[Data extracted from a collection]
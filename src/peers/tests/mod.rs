mod prober;
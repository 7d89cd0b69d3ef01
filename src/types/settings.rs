use serde::{Deserialize, Serialize};
use serde_json::{Map, Value};

use crate::error::Result;

/// Persisted player settings
///
/// The JSON form of this struct doubles as the structured-state document:
/// `request_state` replies with it, and a bare JSON object received on a
/// control connection is merged into it.
#[derive(Debug, Clone, PartialEq, Serialize, Deserialize)]
#[serde(default)]
pub struct Settings {
    /// Name announced in discovery beacons (empty = configured name)
    pub display_name: String,
    /// Output volume (0.0 - 1.0)
    pub volume: f32,
    /// Display brightness (0.0 - 1.0)
    pub brightness: f32,
    /// Restart the current item when it ends
    pub looping: bool,
    /// Nominal playback rate
    pub rate: f64,
    /// Whether the discovery beacon is sent while slave
    pub beacon_enabled: bool,
}

impl Default for Settings {
    fn default() -> Self {
        Self {
            display_name: String::new(),
            volume: 1.0,
            brightness: 1.0,
            looping: false,
            rate: 1.0,
            beacon_enabled: true,
        }
    }
}

impl Settings {
    /// Merge the known keys of `doc` into a copy of these settings
    ///
    /// Unknown keys are ignored. Values of the wrong type fail the whole
    /// merge, leaving `self` untouched.
    ///
    /// # Errors
    ///
    /// Returns a JSON error if a known key holds a value of the wrong type.
    pub fn merged(&self, doc: &Map<String, Value>) -> Result<Self> {
        let mut current = serde_json::to_value(self)?;
        if let Value::Object(ref mut fields) = current {
            for (key, value) in doc {
                if fields.contains_key(key) {
                    fields.insert(key.clone(), value.clone());
                }
            }
        }
        let mut merged: Self = serde_json::from_value(current)?;
        merged.clamp();
        Ok(merged)
    }

    /// Bring every field into its valid range
    pub fn clamp(&mut self) {
        self.volume = unit(self.volume, 1.0);
        self.brightness = unit(self.brightness, 1.0);
        if !self.rate.is_finite() || self.rate <= 0.0 {
            self.rate = 1.0;
        }
    }

    /// Check whether any key of `doc` is one we understand
    #[must_use]
    pub fn recognizes(doc: &Map<String, Value>) -> bool {
        const KEYS: [&str; 6] = [
            "display_name",
            "volume",
            "brightness",
            "looping",
            "rate",
            "beacon_enabled",
        ];
        doc.keys().any(|k| KEYS.contains(&k.as_str()))
    }
}

/// Clamp to `[0, 1]`, falling back to `default` for NaN
fn unit(value: f32, default: f32) -> f32 {
    if value.is_nan() {
        default
    } else {
        value.clamp(0.0, 1.0)
    }
}
use std::net::{IpAddr, Ipv4Addr};
use std::path::PathBuf;
use std::time::Duration;

use super::role::Role;

/// Default TCP control port
pub const DEFAULT_CONTROL_PORT: u16 = 7755;
/// Default UDP sync port
pub const DEFAULT_SYNC_PORT: u16 = 7756;
/// Default UDP discovery port
pub const DEFAULT_DISCOVERY_PORT: u16 = 7757;

/// Tuning of the slave-side drift correction law
#[derive(Debug, Clone, Copy, PartialEq)]
pub struct CorrectionTuning {
    /// Drift (in played-back seconds at rate 1.0) above which the slave seeks
    pub scrub_threshold_secs: f64,
    /// Constant rate offset applied in the direction of the drift
    pub flat_gain: f64,
    /// Rate offset proportional to drift / scrub threshold
    pub proportional_gain: f64,
    /// How long a nudged rate is held without a fresher sync
    pub window: Duration,
    /// Frame rate assumed when the stream does not report one
    pub default_frame_rate: f64,
}

impl Default for CorrectionTuning {
    fn default() -> Self {
        Self {
            scrub_threshold_secs: 1.0,
            flat_gain: 0.05,
            proportional_gain: 0.75,
            window: Duration::from_secs(1),
            default_frame_rate: 60.0,
        }
    }
}

/// Configuration for a sync node
#[derive(Debug, Clone)]
pub struct NodeConfig {
    /// Name sent in discovery beacons (default: host name)
    pub display_name: String,

    /// Local address all listeners bind to (default: 0.0.0.0)
    pub bind_address: IpAddr,

    /// TCP control port (0 = auto-assign)
    pub control_port: u16,

    /// UDP sync port (0 = auto-assign)
    pub sync_port: u16,

    /// UDP discovery port (0 = auto-assign)
    pub discovery_port: u16,

    /// Control port peers listen on (None = same as ours)
    pub peer_control_port: Option<u16>,

    /// Sync port peers listen on (None = same as ours)
    pub peer_sync_port: Option<u16>,

    /// Destination address of discovery beacons (default: 255.255.255.255)
    pub beacon_address: IpAddr,

    /// Beacon period (default: 2 seconds)
    pub beacon_interval: Duration,

    /// Position broadcast period while playing (default: 50ms)
    pub sync_interval: Duration,

    /// Silence after which a peer is evicted (default: 10 seconds)
    pub dead_threshold: Duration,

    /// Upper bound for one latency probe (default: 2 seconds)
    pub probe_timeout: Duration,

    /// Idle timeout of inbound control connections (default: 60 seconds)
    pub idle_timeout: Duration,

    /// Drift correction tuning
    pub correction: CorrectionTuning,

    /// Role the node starts in
    pub initial_role: Role,

    /// JSON settings file used by `load_settings` / `save_settings`
    pub settings_path: Option<PathBuf>,
}

impl Default for NodeConfig {
    fn default() -> Self {
        Self {
            display_name: default_display_name(),
            bind_address: IpAddr::V4(Ipv4Addr::UNSPECIFIED),
            control_port: DEFAULT_CONTROL_PORT,
            sync_port: DEFAULT_SYNC_PORT,
            discovery_port: DEFAULT_DISCOVERY_PORT,
            peer_control_port: None,
            peer_sync_port: None,
            beacon_address: IpAddr::V4(Ipv4Addr::BROADCAST),
            beacon_interval: Duration::from_secs(2),
            sync_interval: Duration::from_millis(50),
            dead_threshold: Duration::from_secs(10),
            probe_timeout: Duration::from_secs(2),
            idle_timeout: Duration::from_secs(60),
            correction: CorrectionTuning::default(),
            initial_role: Role::Slave,
            settings_path: None,
        }
    }
}

impl NodeConfig {
    /// Create a new config builder
    #[must_use]
    pub fn builder() -> NodeConfigBuilder {
        NodeConfigBuilder::default()
    }

    /// Control port used when addressing peers
    #[must_use]
    pub fn peer_control_port(&self) -> u16 {
        self.peer_control_port.unwrap_or(self.control_port)
    }

    /// Sync port used when addressing peers
    #[must_use]
    pub fn peer_sync_port(&self) -> u16 {
        self.peer_sync_port.unwrap_or(self.sync_port)
    }
}

fn default_display_name() -> String {
    hostname::get()
        .ok()
        .and_then(|h| h.into_string().ok())
        .filter(|h| !h.is_empty())
        .unwrap_or_else(|| "wallsync".to_string())
}

/// Builder for `NodeConfig`
#[derive(Debug, Clone, Default)]
pub struct NodeConfigBuilder {
    config: NodeConfig,
}

impl NodeConfigBuilder {
    /// Set the name announced in beacons
    #[must_use]
    pub fn display_name(mut self, name: impl Into<String>) -> Self {
        self.config.display_name = name.into();
        self
    }

    /// Set the local bind address
    #[must_use]
    pub fn bind_address(mut self, addr: IpAddr) -> Self {
        self.config.bind_address = addr;
        self
    }

    /// Set the TCP control port
    #[must_use]
    pub fn control_port(mut self, port: u16) -> Self {
        self.config.control_port = port;
        self
    }

    /// Set the UDP sync port
    #[must_use]
    pub fn sync_port(mut self, port: u16) -> Self {
        self.config.sync_port = port;
        self
    }

    /// Set the UDP discovery port
    #[must_use]
    pub fn discovery_port(mut self, port: u16) -> Self {
        self.config.discovery_port = port;
        self
    }

    /// Set the ports peers listen on, when they differ from ours
    #[must_use]
    pub fn peer_ports(mut self, control: u16, sync: u16) -> Self {
        self.config.peer_control_port = Some(control);
        self.config.peer_sync_port = Some(sync);
        self
    }

    /// Set the beacon destination address
    #[must_use]
    pub fn beacon_address(mut self, addr: IpAddr) -> Self {
        self.config.beacon_address = addr;
        self
    }

    /// Set the beacon period
    #[must_use]
    pub fn beacon_interval(mut self, interval: Duration) -> Self {
        self.config.beacon_interval = interval;
        self
    }

    /// Set the position broadcast period
    #[must_use]
    pub fn sync_interval(mut self, interval: Duration) -> Self {
        self.config.sync_interval = interval;
        self
    }

    /// Set the peer liveness timeout
    #[must_use]
    pub fn dead_threshold(mut self, threshold: Duration) -> Self {
        self.config.dead_threshold = threshold;
        self
    }

    /// Set the latency probe timeout
    #[must_use]
    pub fn probe_timeout(mut self, timeout: Duration) -> Self {
        self.config.probe_timeout = timeout;
        self
    }

    /// Set the control connection idle timeout
    #[must_use]
    pub fn idle_timeout(mut self, timeout: Duration) -> Self {
        self.config.idle_timeout = timeout;
        self
    }

    /// Set the drift correction tuning
    #[must_use]
    pub fn correction(mut self, tuning: CorrectionTuning) -> Self {
        self.config.correction = tuning;
        self
    }

    /// Set the starting role
    #[must_use]
    pub fn role(mut self, role: Role) -> Self {
        self.config.initial_role = role;
        self
    }

    /// Set the settings file path
    #[must_use]
    pub fn settings_path(mut self, path: impl Into<PathBuf>) -> Self {
        self.config.settings_path = Some(path.into());
        self
    }

    /// Bind every listener to an ephemeral port on localhost
    #[must_use]
    pub fn ephemeral_localhost(mut self) -> Self {
        self.config.bind_address = IpAddr::V4(Ipv4Addr::LOCALHOST);
        self.config.control_port = 0;
        self.config.sync_port = 0;
        self.config.discovery_port = 0;
        self
    }

    /// Build the configuration
    #[must_use]
    pub fn build(self) -> NodeConfig {
        self.config
    }
}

▶ **What you need to do**
Would you please reproduce the records above exactly, only from their first line through the line holding "pub struct Settings", with both ends included?

▶ **Task solution**
filename src/peers/tests/mod.rs
mod prober;
repository 7d89cd0b69d3ef01
filename src/types/settings.rs
use serde::{Deserialize, Serialize};
use serde_json::{Map, Value};

use crate::error::Result;

/// Persisted player settings
///
/// The JSON form of this struct doubles as the structured-state document:
/// `request_state` replies with it, and a bare JSON object received on a
/// control connection is merged into it.
#[derive(Debug, Clone, PartialEq, Serialize, Deserialize)]
#[serde(default)]
pub struct Settings {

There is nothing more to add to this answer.